Here is a painted color study. The reproduction I found is in black and white though.

I want to show a closeup of one of the nymphs.


Notice the modelling here. All of the lights are one big shape. This gives a delicacy and an elegance that removes this painting from the commonplace. Rather than chopping up the big shape of the light .
The modulations within that shape expressing the forms are very subtle. This is no little thing. If you have drawn figures, you have seen how easy it is to get caught up in the over expression of the roundness's of the forms and lose the big look. This is called overmodelling. It makes a drawing look muddy.

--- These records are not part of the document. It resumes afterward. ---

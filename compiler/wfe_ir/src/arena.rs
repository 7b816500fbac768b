//! Arena construction and the frozen tree.
//!
//! [`ExprArena`] is the producer side: the parser allocates nodes bottom-up,
//! children first, and each compound constructor records the new node as
//! the parent of its children. [`ExprArena::finish`] checks that exactly one
//! root remains and freezes everything into an [`ExprTree`], which is
//! immutable from then on.
//!
//! Because a child must exist before its parent and can be attached only
//! once, every parent id is strictly greater than its children's ids. Trees
//! built here are acyclic by construction.

use std::fmt;
use std::sync::Arc;

use crate::ast::{CompareOpKind, Expr, ExprKind, LogicalOpKind};
use crate::name::NamePool;
use crate::{BuildError, ExprId, ExprRange, Name, NodeRef, Token, TokenId};

/// Convert a length to a `u32` index, or report which index space overflowed.
pub(crate) fn to_u32(count: usize, what: &'static str) -> Result<u32, BuildError> {
    u32::try_from(count).map_err(|_| BuildError::CapacityExceeded {
        what,
        count,
        max: u32::MAX as usize,
    })
}

fn to_u16(count: usize, what: &'static str) -> Result<u16, BuildError> {
    u16::try_from(count).map_err(|_| BuildError::CapacityExceeded {
        what,
        count,
        max: u16::MAX as usize,
    })
}

/// Builder for one expression tree.
///
/// # Index Spaces
///
/// - `exprs`: nodes, indexed by [`ExprId`]
/// - `expr_lists`: flattened call arguments, indexed by [`ExprRange`]
/// - `tokens`: own tokens, indexed by [`TokenId`]
/// - `names`: strings, indexed by [`Name`]
#[derive(Clone, Default)]
pub struct ExprArena {
    exprs: Vec<Expr>,
    expr_lists: Vec<ExprId>,
    tokens: Vec<Token>,
    names: NamePool,
}

impl ExprArena {
    pub fn new() -> Self {
        Self::default()
    }

    /// Create with capacity estimated from the expression source length.
    /// Heuristic: ~1 node per 4 bytes of source, one token per 2 nodes.
    pub fn with_capacity(source_len: usize) -> Self {
        let estimated_exprs = source_len / 4;
        ExprArena {
            exprs: Vec::with_capacity(estimated_exprs),
            expr_lists: Vec::with_capacity(estimated_exprs / 8),
            tokens: Vec::with_capacity(estimated_exprs / 2),
            names: NamePool::new(),
        }
    }

    /// Number of nodes allocated so far.
    #[inline]
    pub fn expr_count(&self) -> usize {
        self.exprs.len()
    }

    /// Get a node allocated by this arena.
    #[inline]
    pub fn get_expr(&self, id: ExprId) -> Option<&Expr> {
        self.exprs.get(id.index())
    }

    // ===== Leaves =====

    /// `github`, `env`, `matrix`, ...
    pub fn variable(&mut self, name: &str, token: Token) -> Result<ExprId, BuildError> {
        let token = self.push_token(token)?;
        let name = self.names.intern(name)?;
        self.push(ExprKind::Variable { name, token })
    }

    pub fn null(&mut self, token: Token) -> Result<ExprId, BuildError> {
        let token = self.push_token(token)?;
        self.push(ExprKind::Null { token })
    }

    pub fn bool(&mut self, value: bool, token: Token) -> Result<ExprId, BuildError> {
        let token = self.push_token(token)?;
        self.push(ExprKind::Bool { value, token })
    }

    pub fn int(&mut self, value: i64, token: Token) -> Result<ExprId, BuildError> {
        let token = self.push_token(token)?;
        self.push(ExprKind::Int { value, token })
    }

    pub fn float(&mut self, value: f64, token: Token) -> Result<ExprId, BuildError> {
        let token = self.push_token(token)?;
        self.push(ExprKind::Float {
            bits: value.to_bits(),
            token,
        })
    }

    /// String literal. `value` has quotes stripped and escapes resolved;
    /// the token keeps the raw text.
    pub fn string(&mut self, value: &str, token: Token) -> Result<ExprId, BuildError> {
        let token = self.push_token(token)?;
        let value = self.names.intern(value)?;
        self.push(ExprKind::String { value, token })
    }

    // ===== Compound nodes =====

    /// `receiver.property`
    pub fn object_deref(&mut self, receiver: ExprId, property: &str) -> Result<ExprId, BuildError> {
        let property = self.names.intern(property)?;
        self.push_with_children(ExprKind::ObjectDeref { receiver, property }, &[receiver])
    }

    /// `receiver.*`
    pub fn array_deref(&mut self, receiver: ExprId) -> Result<ExprId, BuildError> {
        self.push_with_children(ExprKind::ArrayDeref { receiver }, &[receiver])
    }

    /// `operand[index]`
    pub fn index_access(&mut self, operand: ExprId, index: ExprId) -> Result<ExprId, BuildError> {
        self.push_with_children(ExprKind::IndexAccess { operand, index }, &[operand, index])
    }

    /// `!operand`, where `token` is the `!` itself.
    pub fn not_op(&mut self, token: Token, operand: ExprId) -> Result<ExprId, BuildError> {
        self.check_attachable(&[operand])?;
        let token = self.push_token(token)?;
        self.push_with_children(ExprKind::NotOp { operand, token }, &[operand])
    }

    pub fn compare_op(
        &mut self,
        kind: CompareOpKind,
        left: ExprId,
        right: ExprId,
    ) -> Result<ExprId, BuildError> {
        self.push_with_children(ExprKind::CompareOp { kind, left, right }, &[left, right])
    }

    pub fn logical_op(
        &mut self,
        kind: LogicalOpKind,
        left: ExprId,
        right: ExprId,
    ) -> Result<ExprId, BuildError> {
        self.push_with_children(ExprKind::LogicalOp { kind, left, right }, &[left, right])
    }

    /// `callee(args...)`, where `token` is the callee identifier.
    pub fn func_call(
        &mut self,
        callee: &str,
        token: Token,
        args: impl IntoIterator<Item = ExprId>,
    ) -> Result<ExprId, BuildError> {
        let args: Vec<ExprId> = args.into_iter().collect();
        self.check_attachable(&args)?;
        let len = to_u16(args.len(), "function arguments")?;
        let end = to_u32(self.expr_lists.len() + args.len(), "argument list entries")?;
        let start = end - u32::from(len);

        let token = self.push_token(token)?;
        let callee = self.names.intern(callee)?;
        let id = self.push_with_children(
            ExprKind::FuncCall {
                callee,
                args: ExprRange::new(start, len),
                token,
            },
            &args,
        )?;
        self.expr_lists.extend_from_slice(&args);
        Ok(id)
    }

    // ===== Freezing =====

    /// Freeze the arena into a tree rooted at `root`.
    ///
    /// Fails if `root` is itself attached somewhere, or if any other node
    /// was never attached to a parent.
    #[tracing::instrument(level = "trace", skip_all, fields(root = %root, nodes = self.exprs.len()))]
    pub fn finish(self, root: ExprId) -> Result<ExprTree, BuildError> {
        let Some(root_expr) = self.exprs.get(root.index()) else {
            return Err(BuildError::UnknownExpr { id: root });
        };
        if let Some(parent) = root_expr.parent() {
            tracing::debug!(%root, %parent, "root candidate is attached");
            return Err(BuildError::RootHasParent { root, parent });
        }
        if let Some(index) = (0..self.exprs.len())
            .find(|&index| index != root.index() && self.exprs[index].parent().is_none())
        {
            let id = ExprId::new(to_u32(index, "expressions")?);
            tracing::debug!(%id, "detached expression");
            return Err(BuildError::Detached { id });
        }

        tracing::trace!(tokens = self.tokens.len(), names = self.names.len(), "tree frozen");
        Ok(ExprTree {
            exprs: self.exprs,
            expr_lists: self.expr_lists,
            tokens: self.tokens,
            names: self.names,
            root,
        })
    }

    // ===== Internals =====

    /// Tokens must carry a real line and column; node positions come from
    /// them.
    fn push_token(&mut self, token: Token) -> Result<TokenId, BuildError> {
        if !token.pos.is_valid() {
            tracing::debug!(value = %token.value, position = %token.pos, "token without position");
            return Err(BuildError::InvalidPosition {
                kind: token.kind,
                position: token.pos,
            });
        }
        let id = TokenId::new(to_u32(self.tokens.len(), "tokens")?);
        self.tokens.push(token);
        Ok(id)
    }

    fn push(&mut self, kind: ExprKind) -> Result<ExprId, BuildError> {
        let id = ExprId::new(to_u32(self.exprs.len(), "expressions")?);
        self.exprs.push(Expr::new(kind));
        Ok(id)
    }

    /// Every child must exist, be unattached, and appear once.
    fn check_attachable(&self, children: &[ExprId]) -> Result<(), BuildError> {
        for (i, &child) in children.iter().enumerate() {
            let Some(expr) = self.exprs.get(child.index()) else {
                tracing::debug!(%child, "unknown child");
                return Err(BuildError::UnknownExpr { id: child });
            };
            if let Some(parent) = expr.parent() {
                tracing::debug!(%child, %parent, "child already attached");
                return Err(BuildError::AlreadyAttached { child, parent });
            }
            if children[..i].contains(&child) {
                // Second slot of the same node being built
                let parent = ExprId::new(to_u32(self.exprs.len(), "expressions")?);
                tracing::debug!(%child, %parent, "child used twice");
                return Err(BuildError::AlreadyAttached { child, parent });
            }
        }
        Ok(())
    }

    /// Allocate a compound node and point each child's parent slot at it.
    fn push_with_children(
        &mut self,
        kind: ExprKind,
        children: &[ExprId],
    ) -> Result<ExprId, BuildError> {
        self.check_attachable(children)?;
        let id = self.push(kind)?;
        for &child in children {
            self.exprs[child.index()].parent = id;
        }
        Ok(id)
    }
}

impl fmt::Debug for ExprArena {
    fn fmt(&self, f: &mut fmt::Formatter<'_>) -> fmt::Result {
        f.debug_struct("ExprArena")
            .field("exprs", &self.exprs)
            .field("tokens", &self.tokens.len())
            .field("names", &self.names.len())
            .finish()
    }
}

/// An immutable expression tree.
///
/// Produced once by [`ExprArena::finish`]; only read afterwards. It owns
/// plain vectors, so it is `Send + Sync` and can be traversed from any
/// number of threads at once.
#[derive(Clone)]
pub struct ExprTree {
    exprs: Vec<Expr>,
    expr_lists: Vec<ExprId>,
    tokens: Vec<Token>,
    names: NamePool,
    root: ExprId,
}

impl ExprTree {
    /// The root node.
    #[inline]
    pub fn root(&self) -> NodeRef<'_> {
        NodeRef::new(self, self.root)
    }

    #[inline]
    pub fn root_id(&self) -> ExprId {
        self.root
    }

    /// Handle for `id`.
    ///
    /// # Panics
    /// Panics if `id` is not a node of this tree.
    #[inline]
    #[track_caller]
    pub fn node(&self, id: ExprId) -> NodeRef<'_> {
        assert!(id.index() < self.exprs.len(), "{id:?} is not in this tree");
        NodeRef::new(self, id)
    }

    /// Handle for `id`, `None` if it is not a node of this tree.
    #[inline]
    pub fn get(&self, id: ExprId) -> Option<NodeRef<'_>> {
        (id.index() < self.exprs.len()).then(|| NodeRef::new(self, id))
    }

    /// All nodes in allocation order, which puts children before parents.
    #[expect(
        clippy::cast_possible_truncation,
        reason = "node count was checked against u32 during construction"
    )]
    pub fn nodes(&self) -> impl ExactSizeIterator<Item = NodeRef<'_>> + '_ {
        self.exprs
            .iter()
            .enumerate()
            .map(move |(index, _)| NodeRef::new(self, ExprId::new(index as u32)))
    }

    /// Number of nodes.
    #[inline]
    pub fn len(&self) -> usize {
        self.exprs.len()
    }

    /// Always false: a finished tree has at least its root.
    #[inline]
    pub fn is_empty(&self) -> bool {
        self.exprs.is_empty()
    }

    #[inline]
    #[track_caller]
    pub fn get_expr(&self, id: ExprId) -> &Expr {
        &self.exprs[id.index()]
    }

    #[inline]
    #[track_caller]
    pub fn get_expr_list(&self, range: ExprRange) -> &[ExprId] {
        let start = range.start as usize;
        let end = start + range.len();
        &self.expr_lists[start..end]
    }

    #[inline]
    #[track_caller]
    pub fn get_token(&self, id: TokenId) -> &Token {
        &self.tokens[id.index()]
    }

    /// Resolve a name from this tree.
    #[inline]
    #[track_caller]
    pub fn name(&self, name: Name) -> &str {
        self.names.lookup(name)
    }

    /// All tokens referenced by own-token nodes, in allocation order.
    #[inline]
    pub fn tokens(&self) -> &[Token] {
        &self.tokens
    }
}

impl fmt::Debug for ExprTree {
    fn fmt(&self, f: &mut fmt::Formatter<'_>) -> fmt::Result {
        f.debug_struct("ExprTree")
            .field("root", &self.root)
            .field("exprs", &self.exprs)
            .field("names", &self.names)
            .finish_non_exhaustive()
    }
}

/// Reference-counted tree for sharing between analyzer threads.
#[derive(Clone)]
pub struct SharedTree(Arc<ExprTree>);

impl SharedTree {
    pub fn new(tree: ExprTree) -> Self {
        SharedTree(Arc::new(tree))
    }
}

impl std::ops::Deref for SharedTree {
    type Target = ExprTree;

    fn deref(&self) -> &Self::Target {
        &self.0
    }
}

impl fmt::Debug for SharedTree {
    fn fmt(&self, f: &mut fmt::Formatter<'_>) -> fmt::Result {
        write!(f, "SharedTree({:?})", &*self.0)
    }
}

It is because of this kind of idealization, ( for that is what such a statement of the lights is ). that the picture is one of frolicking nymphs rather than naked hippies.
This gives a delicacy and an elegance that removes this painting from the commonplace.

Those who dismiss technique and its importance miss the idea that part of the art is contained in the technique itself. Non painters tend to think that a painting can be thought, rather than crafted into existence.

IT IS DIFFICULT TO PUT TOO MUCH EMPHASIS ON WHAT THE PAINTING ACTUALLY LOOKS LIKE.

How the thing is made is part of how it looks, the two are indivisible.The delicacy and restraint with which Bouguereau operates here is in itself artful. This handling is, like the subtle playing of a musical instrument, artistic.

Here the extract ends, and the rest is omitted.